POSICIONAMIENTO DEL GRUPO PARLAMENTARIO DEL PRI SOBRE EL MOVIMIENTO ESTUDIANTIL DE LA UG

El movimiento que acaba de llevar a cabo la comunidad universitaria de Guanajuato, desencadenado por el lamentable atentado mortal sufrido por una de sus estudiantes nos deja una serie de importantes enseñanzas.

Esa lección de valor civil, de integridad moral y de calidad humana, habrá que reconocerlo, nos la han dado, desde el pupitre de la dignidad, los alumnos y alumnas que vinieron a la Universidad a aprender; y acabaron impartiendo cátedra al claustro de profesores, a la sociedad y a las distintas instancias del Gobierno.

La primera precisión que nos deja la lectura del movimiento universitario es que lo acontecido en los días pasados no es un hecho coyuntural, asilado y pasajero; que accidentalmente se haya iniciado apenas la quincena pasada.

La suspensión de clases y las emotivas manifestaciones estudiantiles llevadas a cabo son producto de un largo proceso de incubación que se había venido larvando debido a una larga serie de causas, entre las que destacan:

Una descuidada política de género, la tolerancia y el encubrimiento a la contumaz asechanza de violadores y acosadores perfectamente identificados; y, sobre todo, a la soberbia, a la incuria y a la incompetencia de algunos mandos universitarios.

Así mismo queda de manifiesto, que ante la presión social basada en la razón no se puede invocar como escudo la autonomía universitaria, la cual no es garante de inmunidad, ni mucho menos patente de corso.

La autonomía de las universidades públicas, como la nuestra, sólo sirve para que el Estado no tenga injerencia alguna en el ejercicio de las libertades de cátedra y de investigación científica y social; y desde luego, en la garantía para la apertura más ancha a todas las corrientes del pensamiento.

Otra enseñanza que nos ha proporcionado este movimiento es la posibilidad de constatar el poder de la oposición basada en la protesta legitimada por la razón y apuntalada por la resistencia civil, pacífica y ordenada.

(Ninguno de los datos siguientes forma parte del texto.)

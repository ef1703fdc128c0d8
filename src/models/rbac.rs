use chrono::{DateTime, Utc};
use serde::{Deserialize, Serialize};
use uuid::Uuid;

use crate::authz::permissions::Permission;
use crate::authz::principal::Principal;
use crate::errors::{AppError, AppResult};

// =============================================================================
// ROLE
// =============================================================================

#[derive(Debug, Clone, Deserialize)]
pub struct NewRole {
    pub name: String,
    pub level: i32,
}

impl NewRole {
    pub fn new(name: impl Into<String>, level: i32) -> Self {
        Self { name: name.into(), level }
    }

    pub fn validate(&self) -> AppResult<()> {
        if self.name.trim().is_empty() {
            return Err(AppError::validation("role name must not be empty"));
        }
        Ok(())
    }
}

#[derive(Debug, Clone, Default, Deserialize)]
pub struct RoleChanges {
    pub name: Option<String>,
    pub level: Option<i32>,
}

// =============================================================================
// PERMISSION
// =============================================================================

/// A provisioned row of the `permissions` table.
#[derive(Debug, Clone, Serialize)]
pub struct PermissionRecord {
    pub id: Uuid,
    pub permission: Permission,
    pub created_at: DateTime<Utc>,
}

// =============================================================================
// USER-ROLE ASSIGNMENT
// =============================================================================

#[derive(Debug, Clone, Serialize, Deserialize)]
pub struct UserRole {
    pub user_id: Uuid,
    pub role_id: Uuid,
    pub created_at: DateTime<Utc>,
}

// =============================================================================
// EFFECTIVE PERMISSIONS (computed)
// =============================================================================

#[derive(Debug, Serialize)]
pub struct EffectivePermissions {
    pub user_id: Uuid,
    pub roles: Vec<String>,
    /// Holds the override role; `permissions` then lists only explicit grants.
    pub is_super_admin: bool,
    pub permissions: Vec<EffectivePermission>,
}

#[derive(Debug, Serialize)]
pub struct EffectivePermission {
    pub name: Permission,
    /// Name of the role granting it
    pub role_name: String,
}

impl From<&Principal> for EffectivePermissions {
    fn from(principal: &Principal) -> Self {
        let permissions = principal
            .roles
            .iter()
            .flat_map(|role| {
                role.permissions.iter().map(move |p| EffectivePermission {
                    name: *p,
                    role_name: role.name.clone(),
                })
            })
            .collect();

        EffectivePermissions {
            user_id: principal.user_id,
            roles: principal.roles.iter().map(|r| r.name.clone()).collect(),
            is_super_admin: principal.is_super_admin(),
            permissions,
        }
    }
}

De la misma manera pudimos constatar el despertar de la empatía social frente a la dolencia de las víctimas; lo que resulta muy gratificante, pues con el respaldo que la población ha dado a los estudiantes, queda de manifiesto que los guanajuatenses no hemos caído al grado de la insensibilidad y de la indiferencia ante el sufrimiento de la víctima, ni hemos aceptado como simple parte del paisaje la violencia que estamos padeciendo.

Estas, y otras muchas, y muy valiosas lecciones, nos han proporcionado los estudiantes de Guanajuato, las cuales no debemos echar en saco roto si queremos mantener el orden social y la armonía productiva de la sociedad guanajuatense.

Al Grupo Parlamentario del PRI le satisface la actitud responsable del Gobierno del Estado para atender las peticiones del estudiantado. Saludamos la dignidad institucional mostrada al pedir perdón pública y oficialmente.

A ese respecto, sólo nos llama la atención que, por su parte, la Rectoría general no haya hecho oportunamente lo mismo con las víctimas señaladas por los universitarios.

Se acabaron los tiempos aquellos, en los que se quería estigmatizar a los universitarios de Guanajuato, de quienes los maledicentes soltaban la especie de que, influidos por la bucólica paz que se respiraba en esta recoleta ciudad, sólo engendraban tunas, rondallas y estudiantinas.

La Colmena Legendaria abre de nuevo sus puertas. Ha terminado su justo movimiento; y éste, es justo precisarlo, no fue encabezado por la reina y en él nada tuvieron que ver los inefables zánganos.

El movimiento lo iniciaron, lo mantuvieron y lo llevaron a feliz término, sólo las abejas obreras, las que después de polinizar el ambiente político y social de Guanajuato, vuelven al panal y regresan al trabajo.